[TASK ITEM]:
Find each line in the records below that contains the word "usize", and copy it out.

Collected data
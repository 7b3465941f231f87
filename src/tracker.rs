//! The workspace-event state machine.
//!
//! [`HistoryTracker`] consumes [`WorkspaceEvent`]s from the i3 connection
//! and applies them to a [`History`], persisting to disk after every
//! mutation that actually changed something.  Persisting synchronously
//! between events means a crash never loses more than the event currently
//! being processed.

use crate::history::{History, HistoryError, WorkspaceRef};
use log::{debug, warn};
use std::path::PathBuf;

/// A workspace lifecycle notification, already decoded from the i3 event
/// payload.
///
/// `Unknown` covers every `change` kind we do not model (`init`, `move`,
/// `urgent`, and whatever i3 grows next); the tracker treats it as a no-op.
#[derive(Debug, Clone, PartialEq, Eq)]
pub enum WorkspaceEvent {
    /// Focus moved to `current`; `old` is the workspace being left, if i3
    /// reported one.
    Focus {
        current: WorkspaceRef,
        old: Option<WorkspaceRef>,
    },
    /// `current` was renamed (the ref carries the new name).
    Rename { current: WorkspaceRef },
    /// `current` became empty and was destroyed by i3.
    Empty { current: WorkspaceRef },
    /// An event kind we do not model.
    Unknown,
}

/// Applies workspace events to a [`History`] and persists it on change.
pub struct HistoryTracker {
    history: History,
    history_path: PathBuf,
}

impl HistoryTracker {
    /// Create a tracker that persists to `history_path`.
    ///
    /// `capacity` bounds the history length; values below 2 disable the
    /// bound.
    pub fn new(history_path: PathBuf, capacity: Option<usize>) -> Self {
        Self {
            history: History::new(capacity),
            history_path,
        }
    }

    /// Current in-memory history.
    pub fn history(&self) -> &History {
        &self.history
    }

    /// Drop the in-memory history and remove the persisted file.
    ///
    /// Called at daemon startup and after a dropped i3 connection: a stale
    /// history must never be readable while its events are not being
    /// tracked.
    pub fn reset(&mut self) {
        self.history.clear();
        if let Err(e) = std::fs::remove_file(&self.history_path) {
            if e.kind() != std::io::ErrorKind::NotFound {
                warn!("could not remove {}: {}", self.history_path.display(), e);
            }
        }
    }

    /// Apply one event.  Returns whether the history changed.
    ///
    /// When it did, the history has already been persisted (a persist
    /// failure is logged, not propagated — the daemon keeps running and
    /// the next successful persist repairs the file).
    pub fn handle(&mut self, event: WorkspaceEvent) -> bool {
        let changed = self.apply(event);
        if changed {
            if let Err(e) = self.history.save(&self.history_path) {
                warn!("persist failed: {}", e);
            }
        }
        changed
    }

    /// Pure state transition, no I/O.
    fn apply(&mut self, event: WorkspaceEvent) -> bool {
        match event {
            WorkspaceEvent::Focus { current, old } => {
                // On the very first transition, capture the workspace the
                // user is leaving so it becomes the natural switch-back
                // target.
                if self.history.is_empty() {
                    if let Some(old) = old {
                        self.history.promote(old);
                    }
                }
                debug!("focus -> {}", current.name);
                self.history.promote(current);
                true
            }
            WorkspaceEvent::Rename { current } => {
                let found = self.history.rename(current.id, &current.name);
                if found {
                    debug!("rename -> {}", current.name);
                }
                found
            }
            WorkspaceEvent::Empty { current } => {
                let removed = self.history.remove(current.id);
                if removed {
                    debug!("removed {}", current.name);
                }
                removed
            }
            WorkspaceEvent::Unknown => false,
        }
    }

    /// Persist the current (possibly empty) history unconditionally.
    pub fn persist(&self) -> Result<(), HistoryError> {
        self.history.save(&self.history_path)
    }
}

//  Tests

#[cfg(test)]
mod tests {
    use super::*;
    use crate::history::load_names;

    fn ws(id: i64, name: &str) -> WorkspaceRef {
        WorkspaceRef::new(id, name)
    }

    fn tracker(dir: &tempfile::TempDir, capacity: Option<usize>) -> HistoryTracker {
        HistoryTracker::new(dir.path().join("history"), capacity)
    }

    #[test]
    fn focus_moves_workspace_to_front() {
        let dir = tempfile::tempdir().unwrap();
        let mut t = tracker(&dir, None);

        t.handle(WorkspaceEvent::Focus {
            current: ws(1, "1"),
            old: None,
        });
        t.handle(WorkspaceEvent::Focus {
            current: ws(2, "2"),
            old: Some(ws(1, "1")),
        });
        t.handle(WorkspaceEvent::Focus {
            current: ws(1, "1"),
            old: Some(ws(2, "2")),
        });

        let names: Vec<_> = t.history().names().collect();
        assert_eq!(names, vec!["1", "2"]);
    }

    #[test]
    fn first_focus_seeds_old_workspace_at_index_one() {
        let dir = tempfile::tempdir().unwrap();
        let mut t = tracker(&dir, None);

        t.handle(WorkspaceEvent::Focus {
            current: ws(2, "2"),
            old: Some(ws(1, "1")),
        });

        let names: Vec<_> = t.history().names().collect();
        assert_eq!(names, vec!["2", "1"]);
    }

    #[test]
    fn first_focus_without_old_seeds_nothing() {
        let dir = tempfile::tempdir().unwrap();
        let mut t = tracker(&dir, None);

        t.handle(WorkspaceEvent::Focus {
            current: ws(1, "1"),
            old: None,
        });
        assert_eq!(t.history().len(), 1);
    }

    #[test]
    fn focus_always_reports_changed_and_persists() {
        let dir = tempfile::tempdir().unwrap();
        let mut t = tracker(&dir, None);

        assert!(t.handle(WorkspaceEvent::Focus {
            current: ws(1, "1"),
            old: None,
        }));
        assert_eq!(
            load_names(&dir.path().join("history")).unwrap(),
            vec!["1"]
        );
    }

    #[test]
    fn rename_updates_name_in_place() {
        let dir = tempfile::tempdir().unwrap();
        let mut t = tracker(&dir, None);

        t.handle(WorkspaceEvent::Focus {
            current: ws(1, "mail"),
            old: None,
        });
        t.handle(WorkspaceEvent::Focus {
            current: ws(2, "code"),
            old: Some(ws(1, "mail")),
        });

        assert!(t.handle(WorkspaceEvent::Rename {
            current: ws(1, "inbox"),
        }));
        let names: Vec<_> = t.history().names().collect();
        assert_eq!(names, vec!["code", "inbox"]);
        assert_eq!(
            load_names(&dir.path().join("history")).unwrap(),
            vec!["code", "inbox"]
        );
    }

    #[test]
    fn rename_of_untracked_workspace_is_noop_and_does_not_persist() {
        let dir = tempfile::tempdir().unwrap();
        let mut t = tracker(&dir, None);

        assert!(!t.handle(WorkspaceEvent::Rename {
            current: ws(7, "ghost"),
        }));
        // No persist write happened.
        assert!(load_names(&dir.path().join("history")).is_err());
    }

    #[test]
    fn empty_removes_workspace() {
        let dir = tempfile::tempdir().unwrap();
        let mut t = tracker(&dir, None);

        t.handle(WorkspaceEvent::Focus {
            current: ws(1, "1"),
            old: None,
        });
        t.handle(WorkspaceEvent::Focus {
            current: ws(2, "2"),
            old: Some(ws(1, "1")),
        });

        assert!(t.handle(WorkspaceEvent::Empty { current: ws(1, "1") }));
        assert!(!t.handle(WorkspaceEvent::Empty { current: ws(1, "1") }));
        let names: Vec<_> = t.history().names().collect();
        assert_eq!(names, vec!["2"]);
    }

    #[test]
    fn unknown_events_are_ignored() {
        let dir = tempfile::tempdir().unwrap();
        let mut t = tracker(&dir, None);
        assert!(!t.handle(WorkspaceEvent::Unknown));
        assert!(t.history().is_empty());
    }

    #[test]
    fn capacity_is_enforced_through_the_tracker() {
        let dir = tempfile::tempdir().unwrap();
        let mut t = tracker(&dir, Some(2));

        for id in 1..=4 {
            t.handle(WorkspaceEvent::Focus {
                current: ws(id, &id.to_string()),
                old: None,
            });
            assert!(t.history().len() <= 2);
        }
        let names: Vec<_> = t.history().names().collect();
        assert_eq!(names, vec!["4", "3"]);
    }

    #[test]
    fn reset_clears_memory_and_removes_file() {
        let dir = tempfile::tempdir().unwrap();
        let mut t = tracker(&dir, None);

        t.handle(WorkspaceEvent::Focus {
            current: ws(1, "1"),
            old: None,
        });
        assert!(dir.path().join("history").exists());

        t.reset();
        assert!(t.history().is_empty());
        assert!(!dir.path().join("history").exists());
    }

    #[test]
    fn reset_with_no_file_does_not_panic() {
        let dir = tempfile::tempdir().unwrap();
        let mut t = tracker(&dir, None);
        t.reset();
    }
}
...
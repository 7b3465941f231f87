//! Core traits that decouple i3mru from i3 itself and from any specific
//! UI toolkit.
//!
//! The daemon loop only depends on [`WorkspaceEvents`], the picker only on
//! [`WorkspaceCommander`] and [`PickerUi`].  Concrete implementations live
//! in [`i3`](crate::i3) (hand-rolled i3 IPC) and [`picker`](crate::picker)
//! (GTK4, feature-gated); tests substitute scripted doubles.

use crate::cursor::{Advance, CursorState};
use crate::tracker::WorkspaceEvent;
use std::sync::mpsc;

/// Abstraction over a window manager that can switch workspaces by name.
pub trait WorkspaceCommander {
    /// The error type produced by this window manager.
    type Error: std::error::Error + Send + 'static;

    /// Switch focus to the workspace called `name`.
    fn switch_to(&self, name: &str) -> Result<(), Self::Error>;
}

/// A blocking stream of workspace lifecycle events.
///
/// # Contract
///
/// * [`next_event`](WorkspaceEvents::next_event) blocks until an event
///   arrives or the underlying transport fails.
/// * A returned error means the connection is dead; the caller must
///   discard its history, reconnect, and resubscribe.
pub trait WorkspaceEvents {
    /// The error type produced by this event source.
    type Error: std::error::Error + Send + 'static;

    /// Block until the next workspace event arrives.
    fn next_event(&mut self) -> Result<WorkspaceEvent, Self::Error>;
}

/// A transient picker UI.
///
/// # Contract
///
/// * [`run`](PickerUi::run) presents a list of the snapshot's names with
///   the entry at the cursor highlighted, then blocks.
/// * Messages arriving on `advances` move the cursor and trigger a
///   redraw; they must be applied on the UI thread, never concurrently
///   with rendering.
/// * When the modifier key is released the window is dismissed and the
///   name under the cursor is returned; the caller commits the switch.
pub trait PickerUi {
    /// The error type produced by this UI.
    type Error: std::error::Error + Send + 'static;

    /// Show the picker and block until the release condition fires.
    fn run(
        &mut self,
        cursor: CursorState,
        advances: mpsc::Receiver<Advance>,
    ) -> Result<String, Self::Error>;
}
--
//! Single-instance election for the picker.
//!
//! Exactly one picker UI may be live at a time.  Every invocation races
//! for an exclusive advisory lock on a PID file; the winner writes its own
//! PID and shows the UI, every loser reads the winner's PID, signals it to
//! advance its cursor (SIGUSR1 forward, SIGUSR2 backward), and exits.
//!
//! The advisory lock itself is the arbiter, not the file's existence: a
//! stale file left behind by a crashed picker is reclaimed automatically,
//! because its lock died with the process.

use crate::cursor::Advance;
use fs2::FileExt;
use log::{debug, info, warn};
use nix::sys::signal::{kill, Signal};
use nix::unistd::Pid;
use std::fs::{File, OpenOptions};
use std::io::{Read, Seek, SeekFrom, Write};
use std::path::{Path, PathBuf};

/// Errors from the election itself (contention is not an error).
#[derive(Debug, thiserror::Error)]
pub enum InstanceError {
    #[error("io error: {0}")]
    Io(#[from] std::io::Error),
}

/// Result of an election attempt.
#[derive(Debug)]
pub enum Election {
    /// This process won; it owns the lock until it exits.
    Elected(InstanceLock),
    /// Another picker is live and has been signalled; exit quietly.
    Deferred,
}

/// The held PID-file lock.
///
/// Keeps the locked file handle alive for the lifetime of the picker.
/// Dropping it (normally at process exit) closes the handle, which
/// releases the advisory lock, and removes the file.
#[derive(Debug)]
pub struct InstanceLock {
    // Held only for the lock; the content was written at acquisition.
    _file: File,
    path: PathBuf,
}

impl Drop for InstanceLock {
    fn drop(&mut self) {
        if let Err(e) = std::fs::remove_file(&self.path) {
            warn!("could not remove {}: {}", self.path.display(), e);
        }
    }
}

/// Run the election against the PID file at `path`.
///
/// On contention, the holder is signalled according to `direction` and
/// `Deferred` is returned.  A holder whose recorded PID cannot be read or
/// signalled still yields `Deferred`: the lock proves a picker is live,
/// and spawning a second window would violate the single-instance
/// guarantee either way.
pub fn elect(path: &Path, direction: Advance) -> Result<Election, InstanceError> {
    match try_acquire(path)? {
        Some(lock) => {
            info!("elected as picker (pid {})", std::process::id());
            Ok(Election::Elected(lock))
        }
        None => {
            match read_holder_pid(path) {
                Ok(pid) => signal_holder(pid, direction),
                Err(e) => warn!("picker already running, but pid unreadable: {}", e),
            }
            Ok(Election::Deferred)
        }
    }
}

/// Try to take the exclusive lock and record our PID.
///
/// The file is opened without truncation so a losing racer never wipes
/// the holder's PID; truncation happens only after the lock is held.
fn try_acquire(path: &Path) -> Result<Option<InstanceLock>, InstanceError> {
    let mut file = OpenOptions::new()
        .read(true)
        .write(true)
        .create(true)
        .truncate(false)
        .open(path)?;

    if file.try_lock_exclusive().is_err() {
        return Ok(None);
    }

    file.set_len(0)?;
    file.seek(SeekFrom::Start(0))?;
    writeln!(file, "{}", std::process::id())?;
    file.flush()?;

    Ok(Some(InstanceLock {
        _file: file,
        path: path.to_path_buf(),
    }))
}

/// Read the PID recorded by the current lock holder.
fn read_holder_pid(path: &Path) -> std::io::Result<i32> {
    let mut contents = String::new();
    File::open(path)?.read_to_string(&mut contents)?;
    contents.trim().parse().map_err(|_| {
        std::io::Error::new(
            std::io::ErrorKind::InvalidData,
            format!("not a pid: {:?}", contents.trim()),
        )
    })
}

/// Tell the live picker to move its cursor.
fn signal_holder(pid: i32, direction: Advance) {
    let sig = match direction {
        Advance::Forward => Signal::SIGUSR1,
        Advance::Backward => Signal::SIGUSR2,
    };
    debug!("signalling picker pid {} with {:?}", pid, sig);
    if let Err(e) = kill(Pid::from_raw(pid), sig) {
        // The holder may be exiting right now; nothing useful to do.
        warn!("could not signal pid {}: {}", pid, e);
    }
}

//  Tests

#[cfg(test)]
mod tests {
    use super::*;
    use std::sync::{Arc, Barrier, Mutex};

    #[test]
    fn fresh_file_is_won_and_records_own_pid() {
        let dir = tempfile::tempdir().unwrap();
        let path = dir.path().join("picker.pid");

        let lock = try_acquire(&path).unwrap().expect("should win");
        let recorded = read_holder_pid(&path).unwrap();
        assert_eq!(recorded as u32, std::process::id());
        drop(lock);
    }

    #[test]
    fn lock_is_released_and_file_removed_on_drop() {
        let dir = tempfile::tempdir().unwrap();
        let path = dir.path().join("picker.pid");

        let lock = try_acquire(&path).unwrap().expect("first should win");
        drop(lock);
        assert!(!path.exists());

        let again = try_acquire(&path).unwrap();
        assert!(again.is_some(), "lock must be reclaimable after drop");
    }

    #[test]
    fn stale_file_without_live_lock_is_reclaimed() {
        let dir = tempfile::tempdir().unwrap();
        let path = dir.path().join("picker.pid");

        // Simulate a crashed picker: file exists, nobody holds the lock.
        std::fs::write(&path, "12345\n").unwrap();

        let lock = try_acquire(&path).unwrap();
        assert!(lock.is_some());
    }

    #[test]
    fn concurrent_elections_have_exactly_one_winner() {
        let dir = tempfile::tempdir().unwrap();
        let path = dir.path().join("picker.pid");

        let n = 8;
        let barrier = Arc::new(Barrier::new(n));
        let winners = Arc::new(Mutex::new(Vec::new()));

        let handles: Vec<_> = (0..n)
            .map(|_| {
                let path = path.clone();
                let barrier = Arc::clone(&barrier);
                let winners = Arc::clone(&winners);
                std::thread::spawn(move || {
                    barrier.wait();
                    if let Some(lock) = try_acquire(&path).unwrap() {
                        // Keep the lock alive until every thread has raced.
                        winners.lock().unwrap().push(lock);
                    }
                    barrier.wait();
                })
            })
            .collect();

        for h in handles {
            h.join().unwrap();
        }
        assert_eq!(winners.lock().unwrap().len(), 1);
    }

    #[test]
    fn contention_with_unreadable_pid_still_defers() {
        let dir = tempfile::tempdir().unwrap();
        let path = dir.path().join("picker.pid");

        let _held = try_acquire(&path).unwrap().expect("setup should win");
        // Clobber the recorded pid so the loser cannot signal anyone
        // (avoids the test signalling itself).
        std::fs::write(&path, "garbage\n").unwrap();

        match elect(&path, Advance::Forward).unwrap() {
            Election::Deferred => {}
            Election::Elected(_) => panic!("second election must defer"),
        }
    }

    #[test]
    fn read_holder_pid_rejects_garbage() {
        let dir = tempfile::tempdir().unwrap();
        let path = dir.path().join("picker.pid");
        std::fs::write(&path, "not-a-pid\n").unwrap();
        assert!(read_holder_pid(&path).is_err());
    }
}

[EXPECTED ANSWER]:
    pub fn new(history_path: PathBuf, capacity: Option<usize>) -> Self {
    fn tracker(dir: &tempfile::TempDir, capacity: Option<usize>) -> HistoryTracker {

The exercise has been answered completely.